In mathematics, a Lucas chain is a restricted type of addition chain, named for the French mathematician Édouard Lucas. It is a sequence

a₀, a₁, a₂, a₃, ...

that satisfies

a₀=1,

and

for each k > 0: a_k = a_i + a_j, and either a_i = a_j or |a_i − a_j| = a_m, for some i, j, m < k.^[1][2]

The sequence of powers of 2 (1, 2, 4, 8, 16, ...) and the Fibonacci sequence (with a slight adjustment of the starting point 1, 2, 3, 5, 8, ...) are simple examples of Lucas chains.

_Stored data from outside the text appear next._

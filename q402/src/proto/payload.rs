use alloy_primitives::{Address, Bytes};
use serde::{Deserialize, Serialize};

use super::WitnessTypedData;
use crate::encoding::{self, Base64JsonError, DecimalU256, serialize_checksummed};
use crate::error::PayloadError;
use crate::scheme::PaymentScheme;

/// The final artifact shipped to a q402 facilitator.
///
/// Immutable once assembled: all fields are private and only readable.
///
/// # JSON Format
///
/// ```json
/// {
///   "witnessSignature": "0x...",
///   "authorization": { "chainId": 97, "implementationAddress": "0x...", "nonce": 0, "signature": "0x..." },
///   "paymentDetails": { "scheme": "evm/eip7702-delegated-payment", ..., "witness": { ... } }
/// }
/// ```
#[derive(Debug, Clone, PartialEq, Eq, Serialize, Deserialize)]
#[serde(rename_all = "camelCase")]
pub struct SignedPaymentPayload {
    witness_signature: Bytes,
    authorization: SignedAuthorizationData,
    payment_details: SignedPaymentDetails,
}

impl SignedPaymentPayload {
    /// Creates a payload from its three signed parts.
    #[must_use]
    pub const fn new(
        witness_signature: Bytes,
        authorization: SignedAuthorizationData,
        payment_details: SignedPaymentDetails,
    ) -> Self {
        Self {
            witness_signature,
            authorization,
            payment_details,
        }
    }

    /// EIP-712 signature over the embedded witness.
    #[must_use]
    pub const fn witness_signature(&self) -> &Bytes {
        &self.witness_signature
    }

    /// Signed EIP-7702 delegation tuple.
    #[must_use]
    pub const fn authorization(&self) -> &SignedAuthorizationData {
        &self.authorization
    }

    /// Normalized payment details with the embedded witness descriptor.
    #[must_use]
    pub const fn payment_details(&self) -> &SignedPaymentDetails {
        &self.payment_details
    }

    /// Renders the payload as pretty-printed JSON.
    ///
    /// # Errors
    ///
    /// Returns [`PayloadError::Serialization`] if JSON rendering fails.
    pub fn to_json_pretty(&self) -> Result<String, PayloadError> {
        Ok(serde_json::to_string_pretty(self)?)
    }

    /// Renders the payload as base64-encoded JSON for an HTTP header.
    ///
    /// # Errors
    ///
    /// Returns [`PayloadError::Serialization`] if JSON rendering fails.
    pub fn to_header_value(&self) -> Result<String, PayloadError> {
        Ok(encoding::encode_base64_json(self)?)
    }

    /// Parses a payload from a base64-encoded JSON header value.
    ///
    /// # Errors
    ///
    /// Returns [`Base64JsonError`] if the value is not a base64 payload.
    pub fn from_header_value(value: &str) -> Result<Self, Base64JsonError> {
        encoding::decode_base64_json(value)
    }
}

/// A signed EIP-7702 delegation tuple in wire form.
#[derive(Debug, Clone, PartialEq, Eq, Serialize, Deserialize)]
#[serde(rename_all = "camelCase")]
pub struct SignedAuthorizationData {
    /// EIP-155 chain id the delegation is valid on.
    pub chain_id: u64,
    /// Contract the payer's account delegates to.
    #[serde(serialize_with = "serialize_checksummed")]
    pub implementation_address: Address,
    /// Account nonce the delegation is bound to.
    pub nonce: u64,
    /// 65-byte `r || s || v` signature.
    pub signature: Bytes,
}

/// Payment details as emitted in a signed payload.
///
/// Mirrors [`PaymentDetails`](super::PaymentDetails) with validated, canonical
/// values and the populated witness descriptor.
#[derive(Debug, Clone, PartialEq, Eq, Serialize, Deserialize)]
#[serde(rename_all = "camelCase")]
pub struct SignedPaymentDetails {
    /// Authorization mechanism.
    pub scheme: PaymentScheme,
    /// Human-readable network id.
    pub network_id: String,
    /// Token contract address.
    #[serde(serialize_with = "serialize_checksummed")]
    pub token: Address,
    /// Amount in the token's smallest unit.
    pub amount: DecimalU256,
    /// Recipient address.
    #[serde(serialize_with = "serialize_checksummed")]
    pub to: Address,
    /// Delegation implementation contract.
    #[serde(serialize_with = "serialize_checksummed")]
    pub implementation_contract: Address,
    /// Validated delegation parameters.
    pub authorization: AuthorizationContext,
    /// The typed-data descriptor that `witnessSignature` signs.
    pub witness: WitnessTypedData,
}

/// Validated delegation parameters.
#[derive(Debug, Clone, Copy, PartialEq, Eq, Serialize, Deserialize)]
#[serde(rename_all = "camelCase")]
pub struct AuthorizationContext {
    /// EIP-155 chain id.
    pub chain_id: u64,
    /// Verifying contract of the witness domain.
    #[serde(serialize_with = "serialize_checksummed")]
    pub address: Address,
    /// Account nonce.
    pub nonce: u64,
}
//! The signing capability consumed by payload construction.

use std::future::Future;
use std::sync::Arc;

use alloy_eips::eip7702::Authorization;
use alloy_primitives::{Address, Signature};
use alloy_signer_local::PrivateKeySigner;
use alloy_sol_types::{Eip712Domain, SolStruct};

/// A payer account able to produce both q402 signatures.
///
/// Implementations may suspend while signing (hardware wallets, remote
/// signers, interactive approval). Construction never retries: any error is
/// terminal for the payload being built.
///
/// Concurrent use of one signer is only attempted when the caller opts into
/// [`SigningMode::Concurrent`](super::SigningMode::Concurrent).
pub trait PaymentSigner: Send + Sync {
    /// Returns the payer address. Used as the witness `owner`.
    fn address(&self) -> Address;

    /// Signs an EIP-712 struct under `domain`.
    fn sign_typed_data<T: SolStruct + Sync>(
        &self,
        domain: &Eip712Domain,
        message: &T,
    ) -> impl Future<Output = Result<Signature, alloy_signer::Error>> + Send;

    /// Signs an EIP-7702 delegation tuple.
    fn sign_authorization(
        &self,
        authorization: &Authorization,
    ) -> impl Future<Output = Result<Signature, alloy_signer::Error>> + Send;
}

impl PaymentSigner for PrivateKeySigner {
    fn address(&self) -> Address {
        Self::address(self)
    }

    async fn sign_typed_data<T: SolStruct + Sync>(
        &self,
        domain: &Eip712Domain,
        message: &T,
    ) -> Result<Signature, alloy_signer::Error> {
        let hash = message.eip712_signing_hash(domain);
        alloy_signer::Signer::sign_hash(self, &hash).await
    }

    async fn sign_authorization(
        &self,
        authorization: &Authorization,
    ) -> Result<Signature, alloy_signer::Error> {
        let hash = authorization.signature_hash();
        alloy_signer::Signer::sign_hash(self, &hash).await
    }
}

impl<T: PaymentSigner> PaymentSigner for Arc<T> {
    fn address(&self) -> Address {
        (**self).address()
    }

    async fn sign_typed_data<M: SolStruct + Sync>(
        &self,
        domain: &Eip712Domain,
        message: &M,
    ) -> Result<Signature, alloy_signer::Error> {
        (**self).sign_typed_data(domain, message).await
    }

    async fn sign_authorization(
        &self,
        authorization: &Authorization,
    ) -> Result<Signature, alloy_signer::Error> {
        (**self).sign_authorization(authorization).await
    }
}

#[cfg(test)]
mod tests {
    use alloy_primitives::{B256, U256};

    use super::*;
    use crate::delegated::{Witness, WitnessSigningDomain};

    fn signer() -> PrivateKeySigner {
        "0xac0974bec39a17e36ba4a6b4d238ff944bacb478cbed5efcae784d7bf4f2ff80"
            .parse()
            .unwrap()
    }

    #[tokio::test]
    async fn test_typed_data_signature_recovers_signer() {
        let signer = signer();
        let domain = WitnessSigningDomain {
            chain_id: 97,
            verifying_contract: Address::repeat_byte(0xd0),
        }
        .eip712();
        let witness = Witness {
            owner: PaymentSigner::address(&signer),
            token: Address::repeat_byte(0xb0),
            amount: U256::from(1u64),
            to: Address::repeat_byte(0xc0),
            deadline: U256::from(1_700_000_000u64),
            paymentId: B256::repeat_byte(0x01),
            nonce: U256::ZERO,
        };
        let signature = PaymentSigner::sign_typed_data(&signer, &domain, &witness)
            .await
            .unwrap();
        let recovered = signature
            .recover_address_from_prehash(&witness.eip712_signing_hash(&domain))
            .unwrap();
        assert_eq!(recovered, signer.address());
    }

    #[tokio::test]
    async fn test_arc_signer_delegates() {
        let inner = signer();
        let expected = inner.address();
        let shared = Arc::new(inner);
        let authorization = Authorization {
            chain_id: U256::from(97u64),
            address: Address::repeat_byte(0xd0),
            nonce: 0,
        };
        let signature = PaymentSigner::sign_authorization(&shared, &authorization)
            .await
            .unwrap();
        assert_eq!(PaymentSigner::address(&shared), expected);
        let recovered = signature
            .recover_address_from_prehash(&authorization.signature_hash())
            .unwrap();
        assert_eq!(recovered, expected);
    }
}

Lucas chains were introduced by Peter Montgomery in 1983.^[3] If L(n) is the length of the shortest Lucas chain for n, then Kutz has shown that most n do not have L < (1-ε) log_φ n, where φ is the Golden ratio.^[1]

References

• Guy, Richard K. (2004). Unsolved problems in number theory (3rd ed.). Springer-Verlag. pp. 169–171. ISBN 978-0-387-20860-2. 
• Kutz, Martin (2002). "Lower Bounds For Lucas Chains". SIAM J. Comput. 31 (6): 1896–1908. doi:10.1137/s0097539700379255. http://www.mpi-inf.mpg.de/~mkutz/pubs/Kutz_LucasChains.pdf. 
• Montgomery, Peter L. (1983). "Evaluating Recurrences of Form X_m+n = f(X_m, X_n, X_m-n) Via Lucas Chains" (PS). Unpublished. http://cr.yp.to/bib/1992/montgomery-lucas.ps.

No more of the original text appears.